Beginning with the line that holds "pub fn points(&self, center: Vec2)" in the data below, give again every line through the one that holds "All physics lives", exactly as written.

**DATA**
---

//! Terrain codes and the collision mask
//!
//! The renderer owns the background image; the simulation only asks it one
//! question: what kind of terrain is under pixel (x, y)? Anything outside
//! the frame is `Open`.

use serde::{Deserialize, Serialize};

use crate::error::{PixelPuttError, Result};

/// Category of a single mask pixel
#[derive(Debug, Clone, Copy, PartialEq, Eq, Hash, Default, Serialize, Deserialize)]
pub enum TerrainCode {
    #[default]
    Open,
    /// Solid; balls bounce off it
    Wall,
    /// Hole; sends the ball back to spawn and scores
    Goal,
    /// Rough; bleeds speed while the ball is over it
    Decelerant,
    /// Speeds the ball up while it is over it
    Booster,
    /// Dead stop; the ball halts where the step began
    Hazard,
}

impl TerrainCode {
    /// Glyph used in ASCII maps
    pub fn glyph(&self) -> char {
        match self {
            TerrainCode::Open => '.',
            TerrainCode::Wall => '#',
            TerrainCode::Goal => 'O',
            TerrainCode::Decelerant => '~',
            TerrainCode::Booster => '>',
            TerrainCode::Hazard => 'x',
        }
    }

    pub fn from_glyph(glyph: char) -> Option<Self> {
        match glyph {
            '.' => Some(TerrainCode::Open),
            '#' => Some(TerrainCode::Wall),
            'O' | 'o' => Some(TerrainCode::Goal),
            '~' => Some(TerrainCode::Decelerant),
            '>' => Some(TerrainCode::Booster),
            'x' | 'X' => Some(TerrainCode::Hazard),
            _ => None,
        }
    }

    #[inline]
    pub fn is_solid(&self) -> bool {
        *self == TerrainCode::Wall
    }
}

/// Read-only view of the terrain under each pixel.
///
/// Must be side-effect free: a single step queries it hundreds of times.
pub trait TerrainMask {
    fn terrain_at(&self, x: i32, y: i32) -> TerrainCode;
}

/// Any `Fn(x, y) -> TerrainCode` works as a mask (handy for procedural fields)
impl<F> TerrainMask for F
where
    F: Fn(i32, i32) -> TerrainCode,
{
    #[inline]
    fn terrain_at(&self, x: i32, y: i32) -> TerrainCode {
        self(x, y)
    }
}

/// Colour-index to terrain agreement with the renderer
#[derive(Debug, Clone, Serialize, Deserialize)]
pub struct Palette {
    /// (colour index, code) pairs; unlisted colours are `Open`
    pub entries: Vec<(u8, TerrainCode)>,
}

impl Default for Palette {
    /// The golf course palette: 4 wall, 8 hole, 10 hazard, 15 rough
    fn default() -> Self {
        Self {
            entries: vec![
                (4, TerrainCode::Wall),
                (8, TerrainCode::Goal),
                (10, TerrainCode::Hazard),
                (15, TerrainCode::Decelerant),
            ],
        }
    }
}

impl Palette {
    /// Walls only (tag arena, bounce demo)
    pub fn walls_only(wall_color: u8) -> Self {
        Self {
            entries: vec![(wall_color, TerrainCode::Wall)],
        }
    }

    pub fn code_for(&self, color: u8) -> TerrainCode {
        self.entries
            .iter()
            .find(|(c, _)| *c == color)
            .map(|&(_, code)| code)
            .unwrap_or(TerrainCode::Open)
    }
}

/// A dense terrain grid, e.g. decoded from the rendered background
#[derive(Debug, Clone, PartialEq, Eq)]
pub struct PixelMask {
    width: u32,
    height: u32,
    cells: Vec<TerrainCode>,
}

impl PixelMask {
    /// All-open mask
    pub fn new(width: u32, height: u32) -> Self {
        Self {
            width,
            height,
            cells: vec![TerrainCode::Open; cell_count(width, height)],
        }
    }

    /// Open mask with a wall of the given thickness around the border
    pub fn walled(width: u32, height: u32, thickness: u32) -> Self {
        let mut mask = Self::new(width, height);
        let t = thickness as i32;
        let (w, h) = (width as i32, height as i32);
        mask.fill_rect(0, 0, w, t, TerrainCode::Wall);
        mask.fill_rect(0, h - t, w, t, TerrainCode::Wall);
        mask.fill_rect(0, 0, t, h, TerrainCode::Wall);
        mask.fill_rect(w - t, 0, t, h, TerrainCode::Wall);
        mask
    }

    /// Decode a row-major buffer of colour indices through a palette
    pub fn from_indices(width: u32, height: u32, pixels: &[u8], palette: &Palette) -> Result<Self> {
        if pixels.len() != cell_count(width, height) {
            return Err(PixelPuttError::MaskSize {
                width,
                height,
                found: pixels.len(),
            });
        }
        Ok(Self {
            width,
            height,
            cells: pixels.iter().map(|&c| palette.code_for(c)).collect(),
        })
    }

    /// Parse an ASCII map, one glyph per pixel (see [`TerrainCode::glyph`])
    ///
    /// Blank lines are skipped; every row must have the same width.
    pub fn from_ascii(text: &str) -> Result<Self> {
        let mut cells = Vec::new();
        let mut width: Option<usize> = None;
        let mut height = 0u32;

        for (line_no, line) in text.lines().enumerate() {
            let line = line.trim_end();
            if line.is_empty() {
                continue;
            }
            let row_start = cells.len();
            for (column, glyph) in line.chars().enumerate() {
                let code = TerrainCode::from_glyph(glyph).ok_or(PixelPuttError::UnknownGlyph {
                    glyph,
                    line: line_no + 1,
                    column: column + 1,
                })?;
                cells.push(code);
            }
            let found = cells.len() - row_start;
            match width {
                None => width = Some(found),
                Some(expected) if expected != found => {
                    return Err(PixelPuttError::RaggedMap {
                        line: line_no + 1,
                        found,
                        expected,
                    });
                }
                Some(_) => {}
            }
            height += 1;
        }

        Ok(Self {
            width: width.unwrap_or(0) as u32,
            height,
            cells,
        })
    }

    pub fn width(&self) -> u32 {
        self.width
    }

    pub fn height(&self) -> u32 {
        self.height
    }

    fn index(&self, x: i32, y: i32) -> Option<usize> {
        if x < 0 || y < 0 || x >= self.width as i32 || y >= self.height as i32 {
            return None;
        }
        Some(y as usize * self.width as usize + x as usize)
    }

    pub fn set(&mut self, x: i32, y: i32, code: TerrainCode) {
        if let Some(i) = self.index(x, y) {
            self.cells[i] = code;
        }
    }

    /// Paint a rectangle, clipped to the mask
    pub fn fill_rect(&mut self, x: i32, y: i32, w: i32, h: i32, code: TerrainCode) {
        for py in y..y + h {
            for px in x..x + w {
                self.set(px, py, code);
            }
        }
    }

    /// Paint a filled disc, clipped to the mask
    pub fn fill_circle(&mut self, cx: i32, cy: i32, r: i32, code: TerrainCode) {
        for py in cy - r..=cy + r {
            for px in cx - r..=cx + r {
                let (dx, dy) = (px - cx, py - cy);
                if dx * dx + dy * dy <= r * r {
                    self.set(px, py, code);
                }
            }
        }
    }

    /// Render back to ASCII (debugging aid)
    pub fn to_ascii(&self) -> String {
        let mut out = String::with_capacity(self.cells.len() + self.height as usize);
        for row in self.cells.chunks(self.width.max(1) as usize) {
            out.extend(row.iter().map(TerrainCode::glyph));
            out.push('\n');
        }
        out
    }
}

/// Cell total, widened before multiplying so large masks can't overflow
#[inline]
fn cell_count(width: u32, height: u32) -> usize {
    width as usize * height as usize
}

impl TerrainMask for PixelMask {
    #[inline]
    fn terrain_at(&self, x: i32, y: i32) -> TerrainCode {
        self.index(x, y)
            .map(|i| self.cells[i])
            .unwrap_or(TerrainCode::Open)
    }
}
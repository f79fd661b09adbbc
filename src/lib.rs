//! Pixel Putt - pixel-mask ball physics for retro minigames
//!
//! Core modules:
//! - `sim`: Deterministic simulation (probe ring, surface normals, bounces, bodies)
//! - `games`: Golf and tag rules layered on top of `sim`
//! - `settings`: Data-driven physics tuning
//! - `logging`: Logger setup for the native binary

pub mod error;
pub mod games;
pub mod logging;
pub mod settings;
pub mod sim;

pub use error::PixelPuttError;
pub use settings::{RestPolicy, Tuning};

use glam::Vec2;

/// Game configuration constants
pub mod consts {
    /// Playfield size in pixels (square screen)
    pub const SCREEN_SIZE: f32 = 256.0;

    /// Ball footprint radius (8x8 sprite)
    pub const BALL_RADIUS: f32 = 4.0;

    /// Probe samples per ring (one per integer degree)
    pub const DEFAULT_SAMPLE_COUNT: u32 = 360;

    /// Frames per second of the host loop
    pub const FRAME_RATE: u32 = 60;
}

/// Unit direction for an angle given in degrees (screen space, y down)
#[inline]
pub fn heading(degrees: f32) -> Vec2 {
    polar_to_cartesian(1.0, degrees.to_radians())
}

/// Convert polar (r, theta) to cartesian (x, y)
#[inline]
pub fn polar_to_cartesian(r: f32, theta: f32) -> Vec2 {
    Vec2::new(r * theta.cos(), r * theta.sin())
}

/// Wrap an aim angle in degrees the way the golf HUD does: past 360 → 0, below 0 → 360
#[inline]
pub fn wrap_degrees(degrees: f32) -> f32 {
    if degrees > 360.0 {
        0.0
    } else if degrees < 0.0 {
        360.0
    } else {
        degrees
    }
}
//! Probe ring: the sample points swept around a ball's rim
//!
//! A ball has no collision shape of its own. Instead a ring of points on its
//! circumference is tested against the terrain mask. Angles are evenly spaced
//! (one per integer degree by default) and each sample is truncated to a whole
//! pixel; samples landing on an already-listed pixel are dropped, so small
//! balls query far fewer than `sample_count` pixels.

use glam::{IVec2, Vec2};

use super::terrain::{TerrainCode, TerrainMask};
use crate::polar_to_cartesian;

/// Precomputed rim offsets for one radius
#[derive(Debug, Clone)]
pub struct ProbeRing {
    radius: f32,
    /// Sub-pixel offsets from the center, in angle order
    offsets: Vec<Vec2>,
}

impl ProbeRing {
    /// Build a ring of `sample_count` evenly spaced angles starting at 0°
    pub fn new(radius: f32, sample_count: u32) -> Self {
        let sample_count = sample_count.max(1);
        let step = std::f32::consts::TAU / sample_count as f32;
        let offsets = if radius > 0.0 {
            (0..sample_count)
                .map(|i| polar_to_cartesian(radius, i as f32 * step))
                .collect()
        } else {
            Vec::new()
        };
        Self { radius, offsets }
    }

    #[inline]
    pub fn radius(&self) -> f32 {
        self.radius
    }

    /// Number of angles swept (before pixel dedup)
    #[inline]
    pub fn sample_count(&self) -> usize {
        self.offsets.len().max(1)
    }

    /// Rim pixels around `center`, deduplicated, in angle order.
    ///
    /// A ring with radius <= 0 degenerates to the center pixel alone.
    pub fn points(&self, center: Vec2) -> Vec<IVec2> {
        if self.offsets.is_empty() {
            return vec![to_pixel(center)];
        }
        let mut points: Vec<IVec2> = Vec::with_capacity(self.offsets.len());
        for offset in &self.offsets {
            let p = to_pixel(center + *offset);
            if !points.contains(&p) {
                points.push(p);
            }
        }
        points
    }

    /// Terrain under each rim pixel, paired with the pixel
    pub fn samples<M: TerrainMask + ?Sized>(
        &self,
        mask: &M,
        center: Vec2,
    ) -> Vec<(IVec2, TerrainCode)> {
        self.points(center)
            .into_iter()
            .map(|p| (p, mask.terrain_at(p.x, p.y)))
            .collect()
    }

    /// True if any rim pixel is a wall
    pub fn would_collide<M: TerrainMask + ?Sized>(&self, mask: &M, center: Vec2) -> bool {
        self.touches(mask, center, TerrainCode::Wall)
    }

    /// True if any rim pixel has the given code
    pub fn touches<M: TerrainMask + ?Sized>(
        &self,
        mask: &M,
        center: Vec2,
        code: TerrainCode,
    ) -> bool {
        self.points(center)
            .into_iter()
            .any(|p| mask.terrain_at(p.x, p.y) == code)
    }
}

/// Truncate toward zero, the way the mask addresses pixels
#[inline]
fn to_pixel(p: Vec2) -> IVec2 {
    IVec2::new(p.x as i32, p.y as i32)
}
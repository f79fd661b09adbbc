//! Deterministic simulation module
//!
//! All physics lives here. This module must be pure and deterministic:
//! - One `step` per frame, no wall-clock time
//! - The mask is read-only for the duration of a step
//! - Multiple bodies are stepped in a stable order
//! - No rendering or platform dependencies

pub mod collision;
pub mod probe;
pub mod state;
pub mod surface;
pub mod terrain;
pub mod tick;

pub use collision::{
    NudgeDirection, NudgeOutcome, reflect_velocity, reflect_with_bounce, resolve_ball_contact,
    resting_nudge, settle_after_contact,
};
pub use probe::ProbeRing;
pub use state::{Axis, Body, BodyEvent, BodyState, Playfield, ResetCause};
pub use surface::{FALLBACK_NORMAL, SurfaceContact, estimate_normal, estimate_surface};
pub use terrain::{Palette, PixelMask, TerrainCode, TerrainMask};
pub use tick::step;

---

**EXPECTED ANSWER**
    pub fn points(&self, center: Vec2) -> Vec<IVec2> {
        if self.offsets.is_empty() {
            return vec![to_pixel(center)];
        }
        let mut points: Vec<IVec2> = Vec::with_capacity(self.offsets.len());
        for offset in &self.offsets {
            let p = to_pixel(center + *offset);
            if !points.contains(&p) {
                points.push(p);
            }
        }
        points
    }

    /// Terrain under each rim pixel, paired with the pixel
    pub fn samples<M: TerrainMask + ?Sized>(
        &self,
        mask: &M,
        center: Vec2,
    ) -> Vec<(IVec2, TerrainCode)> {
        self.points(center)
            .into_iter()
            .map(|p| (p, mask.terrain_at(p.x, p.y)))
            .collect()
    }

    /// True if any rim pixel is a wall
    pub fn would_collide<M: TerrainMask + ?Sized>(&self, mask: &M, center: Vec2) -> bool {
        self.touches(mask, center, TerrainCode::Wall)
    }

    /// True if any rim pixel has the given code
    pub fn touches<M: TerrainMask + ?Sized>(
        &self,
        mask: &M,
        center: Vec2,
        code: TerrainCode,
    ) -> bool {
        self.points(center)
            .into_iter()
            .any(|p| mask.terrain_at(p.x, p.y) == code)
    }
}

/// Truncate toward zero, the way the mask addresses pixels
#[inline]
fn to_pixel(p: Vec2) -> IVec2 {
    IVec2::new(p.x as i32, p.y as i32)
}
repository f79fd661b09adbbc
//! Deterministic simulation module
//!
//! All physics lives here. This module must be pure and deterministic:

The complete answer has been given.